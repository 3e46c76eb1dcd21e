// Copyright (c) 2024-present, fjall-rs
// This source code is licensed under both the Apache 2.0 and MIT License
// (found in the LICENSE-* files in the repository)

use path_absolutize::Absolutize;
use std::path::{Path, PathBuf};

// TODO: std::path::absolute 1.79

#[allow(clippy::module_name_repetitions)]
pub fn absolute_path<P: AsRef<Path>>(path: P) -> PathBuf {
    // NOTE: Not sure if this can even fail realistically
    // not much we can do about it
    #[allow(clippy::expect_used)]
    path.as_ref()
        .absolutize()
        .expect("should be absolute path")
        .into()
}
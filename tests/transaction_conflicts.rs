// Copyright (c) 2024-present, fjall-rs
// This source code is licensed under both the Apache 2.0 and MIT License
// (found in the LICENSE-* files in the repository)

use vinyl_tree::{
    transaction::{TransactionManager, TxnState, TxnType},
    value::InternalValue,
    Index, SeqNo, ValueType,
};
use test_log::test;

fn value(key: &str, val: &str, seqno: SeqNo) -> InternalValue {
    InternalValue::from_components(key, val, seqno, ValueType::Value)
}

#[test]
fn writer_invalidates_a_concurrent_reader_of_the_same_key() {
    let mgr = TransactionManager::default();
    let index = Index::new();

    let reader = mgr.begin(TxnType::ReadWrite);
    mgr.track_read(&reader, b"k", false);

    let writer = mgr.begin(TxnType::ReadWrite);
    mgr.set_write(&writer, value("k", "from-writer", 0));

    mgr.prepare(&writer).expect("writer has no competing reads");
    mgr.commit(&writer, 1, &index).expect("writer commits");

    // reader's read of "k" was invalidated by writer's commit, so reader's
    // own prepare must now fail.
    assert!(reader.is_aborted());
    let result = mgr.prepare(&reader);
    assert!(result.is_err());

    let range = index.range_for_key(b"k").expect("covering range");
    let mem = range.active_mem().expect("active mem");
    assert_eq!(
        b"from-writer".as_slice(),
        &*mem.get(b"k", SeqNo::MAX).unwrap().value
    );
}

#[test]
fn reader_sees_snapshot_established_at_begin() {
    let mgr = TransactionManager::default();
    let index = Index::new();

    let writer = mgr.begin(TxnType::ReadWrite);
    mgr.set_write(&writer, value("k", "v1", 0));
    mgr.prepare(&writer).expect("no conflict");
    mgr.commit(&writer, 1, &index).expect("commit succeeds");

    let reader = mgr.begin(TxnType::ReadOnly);
    assert_eq!(Some(1), reader.vlsn());

    let writer2 = mgr.begin(TxnType::ReadWrite);
    mgr.set_write(&writer2, value("k", "v2", 1));
    mgr.prepare(&writer2).expect("no conflict");
    mgr.commit(&writer2, 2, &index).expect("commit succeeds");

    // The reader's vlsn was fixed before writer2 committed.
    assert_eq!(Some(1), reader.vlsn());
    assert_eq!(TxnState::Ready, reader.state());
}

#[test]
fn rollback_leaves_no_trace_in_the_index() {
    let mgr = TransactionManager::default();
    let index = Index::new();

    let txn = mgr.begin(TxnType::ReadWrite);
    mgr.set_write(&txn, value("k", "v", 0));
    mgr.rollback(&txn);

    assert_eq!(TxnState::RolledBack, txn.state());
    assert_eq!(0, mgr.lsn());
}
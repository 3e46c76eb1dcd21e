use criterion::{criterion_group, criterion_main, Criterion};
use vinyl_tree::{descriptor_table::FileDescriptorTable, GlobalRunId};
use std::sync::Arc;

fn file_descriptor_table(c: &mut Criterion) {
    let file = tempfile::NamedTempFile::new().expect("create temp file");

    let mut group = c.benchmark_group("FileDescriptorTable::access");

    let id = GlobalRunId::from((0, 523));
    let descriptor_table = FileDescriptorTable::new(100, 4);
    descriptor_table.insert(file.path(), id);

    group.bench_function("hit", |b| {
        b.iter(|| descriptor_table.access(&id).expect("should not error"));
    });

    group.finish();
}

criterion_group!(benches, file_descriptor_table);
criterion_main!(benches);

# # # # #

• [Work instructions]
Restate all of the material above exactly as written.

• [Solution to this problem]
repository 3e46c76eb1dcd21e
// Copyright (c) 2024-present, fjall-rs
// This source code is licensed under both the Apache 2.0 and MIT License
// (found in the LICENSE-* files in the repository)

use path_absolutize::Absolutize;
use std::path::{Path, PathBuf};

// TODO: std::path::absolute 1.79

#[allow(clippy::module_name_repetitions)]
pub fn absolute_path<P: AsRef<Path>>(path: P) -> PathBuf {
    // NOTE: Not sure if this can even fail realistically
    // not much we can do about it
    #[allow(clippy::expect_used)]
    path.as_ref()
        .absolutize()
        .expect("should be absolute path")
        .into()
}
filename tests/transaction_conflicts.rs
// Copyright (c) 2024-present, fjall-rs
// This source code is licensed under both the Apache 2.0 and MIT License
// (found in the LICENSE-* files in the repository)

use vinyl_tree::{
    transaction::{TransactionManager, TxnState, TxnType},
    value::InternalValue,
    Index, SeqNo, ValueType,
};
use test_log::test;

fn value(key: &str, val: &str, seqno: SeqNo) -> InternalValue {
    InternalValue::from_components(key, val, seqno, ValueType::Value)
}

#[test]
fn writer_invalidates_a_concurrent_reader_of_the_same_key() {
    let mgr = TransactionManager::default();
    let index = Index::new();

    let reader = mgr.begin(TxnType::ReadWrite);
    mgr.track_read(&reader, b"k", false);

    let writer = mgr.begin(TxnType::ReadWrite);
    mgr.set_write(&writer, value("k", "from-writer", 0));

    mgr.prepare(&writer).expect("writer has no competing reads");
    mgr.commit(&writer, 1, &index).expect("writer commits");

    // reader's read of "k" was invalidated by writer's commit, so reader's
    // own prepare must now fail.
    assert!(reader.is_aborted());
    let result = mgr.prepare(&reader);
    assert!(result.is_err());

    let range = index.range_for_key(b"k").expect("covering range");
    let mem = range.active_mem().expect("active mem");
    assert_eq!(
        b"from-writer".as_slice(),
        &*mem.get(b"k", SeqNo::MAX).unwrap().value
    );
}

#[test]
fn reader_sees_snapshot_established_at_begin() {
    let mgr = TransactionManager::default();
    let index = Index::new();

    let writer = mgr.begin(TxnType::ReadWrite);
    mgr.set_write(&writer, value("k", "v1", 0));
    mgr.prepare(&writer).expect("no conflict");
    mgr.commit(&writer, 1, &index).expect("commit succeeds");

    let reader = mgr.begin(TxnType::ReadOnly);
    assert_eq!(Some(1), reader.vlsn());

    let writer2 = mgr.begin(TxnType::ReadWrite);
    mgr.set_write(&writer2, value("k", "v2", 1));
    mgr.prepare(&writer2).expect("no conflict");
    mgr.commit(&writer2, 2, &index).expect("commit succeeds");

    // The reader's vlsn was fixed before writer2 committed.
    assert_eq!(Some(1), reader.vlsn());
    assert_eq!(TxnState::Ready, reader.state());
}

#[test]
fn rollback_leaves_no_trace_in_the_index() {
    let mgr = TransactionManager::default();
    let index = Index::new();

    let txn = mgr.begin(TxnType::ReadWrite);
    mgr.set_write(&txn, value("k", "v", 0));
    mgr.rollback(&txn);

    assert_eq!(TxnState::RolledBack, txn.state());
    assert_eq!(0, mgr.lsn());
}
repository 3e46c76eb1dcd21e
use criterion::{criterion_group, criterion_main, Criterion};
use vinyl_tree::{descriptor_table::FileDescriptorTable, GlobalRunId};
use std::sync::Arc;

fn file_descriptor_table(c: &mut Criterion) {
    let file = tempfile::NamedTempFile::new().expect("create temp file");

    let mut group = c.benchmark_group("FileDescriptorTable::access");

    let id = GlobalRunId::from((0, 523));
    let descriptor_table = FileDescriptorTable::new(100, 4);
    descriptor_table.insert(file.path(), id);

    group.bench_function("hit", |b| {
        b.iter(|| descriptor_table.access(&id).expect("should not error"));
    });

    group.finish();
}

criterion_group!(benches, file_descriptor_table);
criterion_main!(benches);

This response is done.